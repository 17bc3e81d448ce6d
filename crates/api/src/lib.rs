//! HTTP API for the field CRM.
//!
//! Endpoints:
//! - POST /api/auth/register, /api/auth/login: operator credentials and JWTs
//! - CRUD /api/customers: customer records with purchases
//! - GET  /api/customers/used-areas | followups | search: lookups
//! - PATCH /api/customers/{id}/contacted: stamp last contact
//! - CRUD /api/customers/{id}/reminders, GET /api/customers/reminders
//! - POST /api/customers/send-messages: SMS + WhatsApp broadcast

pub mod middleware;
pub mod routes;
pub mod state;
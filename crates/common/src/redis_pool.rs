use redis::Client;
use redis::aio::ConnectionManager;

/// Create a Redis connection manager for async operations.
pub async fn create_redis_pool(redis_url: &str) -> anyhow::Result<ConnectionManager> {
    let client = Client::open(redis_url)?;
    let manager = ConnectionManager::new(client).await?;

    tracing::info!("Connected to Redis");
    Ok(manager)
}
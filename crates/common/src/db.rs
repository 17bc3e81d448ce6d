use sqlx::PgPool;
use sqlx::postgres::PgPoolOptions;

/// Create a PostgreSQL connection pool.
///
/// `max_connections` controls the maximum number of connections in the pool.
/// Pass `AppConfig::db_max_connections` for the user-configured value (default 20).
pub async fn create_pool(database_url: &str, max_connections: u32) -> anyhow::Result<PgPool> {
    let pool = PgPoolOptions::new()
        .max_connections(max_connections)
        .acquire_timeout(std::time::Duration::from_secs(5))
        .connect(database_url)
        .await?;

    tracing::info!(max_connections, "Connected to PostgreSQL");
    Ok(pool)
}

/// Apply pending schema migrations from the workspace `migrations/` directory.
pub async fn run_migrations(pool: &PgPool) -> anyhow::Result<()> {
    sqlx::migrate!("../../migrations").run(pool).await?;
    tracing::info!("Database migrations applied");
    Ok(())
}
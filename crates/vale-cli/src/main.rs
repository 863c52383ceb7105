use clap::Parser;
use tracing_subscriber::EnvFilter;

mod cli;
mod commands;

#[tokio::main]
async fn main() -> anyhow::Result<()> {
    let cli = cli::Cli::parse();
    let filter = if cli.verbose { "debug" } else { "warn" };
    tracing_subscriber::fmt()
        .with_env_filter(EnvFilter::try_from_default_env().unwrap_or_else(|_| EnvFilter::new(filter)))
        .with_writer(std::io::stderr)
        .init();
    commands::run_command(cli).await
}
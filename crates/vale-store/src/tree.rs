use std::collections::BTreeMap;
use std::path::Path;

use bytes::Bytes;
use vale_types::{ContentHash, Value};
use walkdir::WalkDir;

use crate::error::{StoreError, StoreResult};

/// A tree of named blobs, as extracted from an archive or a directory.
#[derive(Clone, Debug, PartialEq, Eq)]
pub enum FileTree {
    /// File contents.
    Blob(Bytes),
    /// Named children, sorted by name.
    Tree(Vec<(String, FileTree)>),
}

/// A blob found inside a tree, with the names leading to it.
#[derive(Clone, Debug, PartialEq, Eq)]
pub struct BlobAtPath {
    pub path: Vec<String>,
    pub content: Bytes,
}

impl BlobAtPath {
    /// Path segments joined with `/`.
    pub fn path_string(&self) -> String {
        self.path.join("/")
    }
}

impl FileTree {
    pub fn blob(content: impl Into<Bytes>) -> Self {
        Self::Blob(content.into())
    }

    /// Build a tree node, sorting entries by name.
    pub fn sorted_tree(entries: impl IntoIterator<Item = (String, FileTree)>) -> Self {
        let mut entries: Vec<_> = entries.into_iter().collect();
        entries.sort_by(|a, b| a.0.cmp(&b.0));
        Self::Tree(entries)
    }

    pub fn is_blob(&self) -> bool {
        matches!(self, Self::Blob(_))
    }

    /// Every blob in this tree, depth first in entry order. A bare blob is
    /// reported with an empty path.
    pub fn enumerate_blobs_transitive(&self) -> Vec<BlobAtPath> {
        let mut found = Vec::new();
        let mut stack: Vec<(Vec<String>, &FileTree)> = vec![(Vec::new(), self)];
        while let Some((path, node)) = stack.pop() {
            match node {
                Self::Blob(content) => found.push(BlobAtPath {
                    path,
                    content: content.clone(),
                }),
                Self::Tree(entries) => {
                    for (name, child) in entries.iter().rev() {
                        let mut child_path = path.clone();
                        child_path.push(name.clone());
                        stack.push((child_path, child));
                    }
                }
            }
        }
        found
    }

    /// Value form: a blob stays a blob; a tree becomes a list of
    /// `[name, child]` pairs with the name as a UTF-8 blob.
    pub fn to_value(&self) -> Value {
        let root = match self {
            Self::Blob(content) => return Value::blob(content.clone()),
            Self::Tree(entries) => entries,
        };
        // Post-order walk; the last frame is the directory being filled.
        let mut stack = vec![ValueFrame::new(root)];
        loop {
            let depth = stack.len() - 1;
            let frame = &mut stack[depth];
            let entries = frame.entries;
            let child = match entries.get(frame.pairs.len()) {
                Some((_, Self::Tree(children))) => {
                    stack.push(ValueFrame::new(children));
                    continue;
                }
                Some((_, Self::Blob(content))) => Value::blob(content.clone()),
                None if depth == 0 => return frame.finish(),
                None => {
                    let done = frame.finish();
                    stack.truncate(depth);
                    done
                }
            };
            let parent = stack.len() - 1;
            stack[parent].push_child(child);
        }
    }

    /// Hash-tree digest of [`FileTree::to_value`].
    pub fn hash(&self) -> ContentHash {
        self.to_value().hash()
    }

    /// Load a file as a blob or a directory as a tree. Symlinks are followed.
    pub fn load_from_path(path: &Path) -> StoreResult<Self> {
        if path.is_file() {
            return Ok(Self::Blob(Bytes::from(std::fs::read(path)?)));
        }

        let mut root = DirNode::default();
        for entry in WalkDir::new(path).follow_links(true).min_depth(1) {
            let entry = entry.map_err(|e| StoreError::Walk {
                path: path.to_path_buf(),
                reason: e.to_string(),
            })?;
            if !entry.file_type().is_file() {
                continue;
            }
            let relative = entry
                .path()
                .strip_prefix(path)
                .map_err(|e| StoreError::Walk {
                    path: entry.path().to_path_buf(),
                    reason: e.to_string(),
                })?;
            let segments = relative
                .components()
                .map(|c| {
                    c.as_os_str()
                        .to_str()
                        .map(str::to_owned)
                        .ok_or_else(|| StoreError::NonUtf8Path(entry.path().to_path_buf()))
                })
                .collect::<StoreResult<Vec<_>>>()?;
            let content = Bytes::from(std::fs::read(entry.path())?);
            root.insert(&segments, content);
        }
        Ok(root.into_tree())
    }
}

/// Directory whose value form is under construction.
struct ValueFrame<'a> {
    entries: &'a [(String, FileTree)],
    pairs: Vec<Value>,
}

impl<'a> ValueFrame<'a> {
    fn new(entries: &'a [(String, FileTree)]) -> Self {
        Self {
            entries,
            pairs: Vec::with_capacity(entries.len()),
        }
    }

    fn push_child(&mut self, child: Value) {
        let name = &self.entries[self.pairs.len()].0;
        self.pairs.push(Value::list(vec![Value::from_string(name), child]));
    }

    fn finish(&mut self) -> Value {
        Value::list(std::mem::take(&mut self.pairs))
    }
}

/// Directory being assembled while walking.
#[derive(Default)]
struct DirNode {
    files: BTreeMap<String, Bytes>,
    dirs: BTreeMap<String, DirNode>,
}

impl DirNode {
    fn insert(&mut self, segments: &[String], content: Bytes) {
        match segments {
            [] => {}
            [name] => {
                self.files.insert(name.clone(), content);
            }
            [dir, rest @ ..] => self.dirs.entry(dir.clone()).or_default().insert(rest, content),
        }
    }

    fn into_tree(self) -> FileTree {
        let files = self.files.into_iter().map(|(name, content)| (name, FileTree::Blob(content)));
        let dirs = self.dirs.into_iter().map(|(name, dir)| (name, dir.into_tree()));
        FileTree::sorted_tree(files.chain(dirs))
    }
}
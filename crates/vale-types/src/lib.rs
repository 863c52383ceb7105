//! Value model for Vale.
//!
//! This crate provides the immutable, structurally shared value type that the
//! codec serializes and the resolver addresses. Every other Vale crate depends
//! on `vale-types`.
//!
//! # Key Types
//!
//! - [`Value`] -- a blob of bytes or an ordered list of child values
//! - [`ContentHash`] -- 32-byte digest used as a content address
//! - [`Declaration`] -- an `(id, value)` pair, the unit of the wire stream

pub mod declaration;
pub mod error;
pub mod hash;
pub mod value;

pub use declaration::Declaration;
pub use error::TypeError;
pub use hash::ContentHash;
pub use value::{Content, Value};
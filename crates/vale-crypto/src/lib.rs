//! Content hashing schemes for Vale.
//!
//! Bytes can be addressed two ways: by the hash-tree digest of a blob value
//! wrapping them, or by their plain SHA-256. The two address spaces are kept
//! apart here; [`ContentHasher`] computes and verifies against either one.
//!
//! All digests wrap established libraries; there is no custom cryptography.

pub mod hasher;

pub use hasher::{ContentHasher, HashScheme, HasherError};
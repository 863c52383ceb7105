use std::fmt;

use bytes::Bytes;
use vale_store::FileTree;
use vale_types::ContentHash;

/// Failure recorded when a source yielded no trees.
pub const NO_TREES: &str = "Found no trees at that source";

/// Per-source failures, in the order the sources were tried.
#[derive(Clone, Debug, Default, PartialEq, Eq)]
pub struct SourceFailures {
    entries: Vec<(String, String)>,
}

impl SourceFailures {
    pub fn record(&mut self, source: impl Into<String>, message: impl Into<String>) {
        self.entries.push((source.into(), message.into()));
    }

    pub fn len(&self) -> usize {
        self.entries.len()
    }

    pub fn is_empty(&self) -> bool {
        self.entries.is_empty()
    }

    pub fn iter(&self) -> impl Iterator<Item = (&str, &str)> {
        self.entries.iter().map(|(s, m)| (s.as_str(), m.as_str()))
    }
}

impl fmt::Display for SourceFailures {
    fn fmt(&self, f: &mut fmt::Formatter<'_>) -> fmt::Result {
        write!(f, "Failed loading from {} hint source(s):", self.entries.len())?;
        for (source, message) in &self.entries {
            write!(f, "\n{source}: {message}")?;
        }
        Ok(())
    }
}

/// First blob across `trees` whose SHA-256 equals `target`.
pub fn find_blob(trees: &[FileTree], target: &ContentHash) -> Option<Bytes> {
    trees.iter().find_map(|tree| {
        tree.enumerate_blobs_transitive()
            .into_iter()
            .find(|blob| ContentHash::sha256(&blob.content) == *target)
            .map(|blob| blob.content)
    })
}

/// Diagnostic for a source whose trees did not contain the target.
pub fn describe_search(trees: &[FileTree]) -> String {
    let mut lines = vec![format!(
        "Searched {} tree nodes but none of those contained a matching blob:",
        trees.len()
    )];
    for (index, tree) in trees.iter().enumerate() {
        if tree.is_blob() {
            lines.push(format!("Node {index} {} is a blob", tree.hash()));
            continue;
        }
        lines.push(format!("Node {index} {} is a tree:", tree.hash()));
        for blob in tree.enumerate_blobs_transitive() {
            lines.push(format!(
                "Found {} at {}",
                ContentHash::sha256(&blob.content),
                blob.path_string()
            ));
        }
    }
    lines.join("\n")
}

#[cfg(test)]
mod tests {
    use super::*;

    fn site() -> FileTree {
        FileTree::sorted_tree([
            ("index.html".to_string(), FileTree::blob(&b"<html/>"[..])),
            (
                "assets".to_string(),
                FileTree::sorted_tree([("app.js".to_string(), FileTree::blob(&b"run()"[..]))]),
            ),
        ])
    }

    #[test]
    fn report_lists_sources_in_order() {
        let mut failures = SourceFailures::default();
        failures.record("first", NO_TREES);
        failures.record("second", "boom");
        assert_eq!(failures.len(), 2);
        assert_eq!(
            failures.to_string(),
            "Failed loading from 2 hint source(s):\nfirst: Found no trees at that source\nsecond: boom"
        );
    }

    #[test]
    fn empty_report() {
        let failures = SourceFailures::default();
        assert!(failures.is_empty());
        assert_eq!(failures.to_string(), "Failed loading from 0 hint source(s):");
    }

    #[test]
    fn finds_nested_blob_by_sha256() {
        let target = ContentHash::sha256(b"run()");
        assert_eq!(find_blob(&[site()], &target).unwrap().as_ref(), b"run()");
    }

    #[test]
    fn hash_tree_digest_does_not_match_in_trees() {
        let target = ContentHash::of_blob(b"run()");
        assert!(find_blob(&[site()], &target).is_none());
    }

    #[test]
    fn first_matching_tree_wins() {
        let a = FileTree::sorted_tree([("x".to_string(), FileTree::blob(&b"same"[..]))]);
        let b = FileTree::blob(&b"same"[..]);
        let found = find_blob(&[a, b], &ContentHash::sha256(b"same"));
        assert_eq!(found.unwrap().as_ref(), b"same");
    }

    #[test]
    fn search_description_lists_every_blob() {
        let solo = FileTree::blob(&b"solo"[..]);
        let text = describe_search(&[site(), solo.clone()]);
        let lines: Vec<_> = text.lines().collect();

        assert_eq!(
            lines[0],
            "Searched 2 tree nodes but none of those contained a matching blob:"
        );
        assert_eq!(lines[1], format!("Node 0 {} is a tree:", site().hash()));
        assert_eq!(
            lines[2],
            format!("Found {} at assets/app.js", ContentHash::sha256(b"run()"))
        );
        assert_eq!(
            lines[3],
            format!("Found {} at index.html", ContentHash::sha256(b"<html/>"))
        );
        assert_eq!(lines[4], format!("Node 1 {} is a blob", solo.hash()));
        assert_eq!(lines.len(), 5);
    }
}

EXERCISE
Your answer must be a single number: the count of lines in the records above that contain "parent".

RESPONSE
2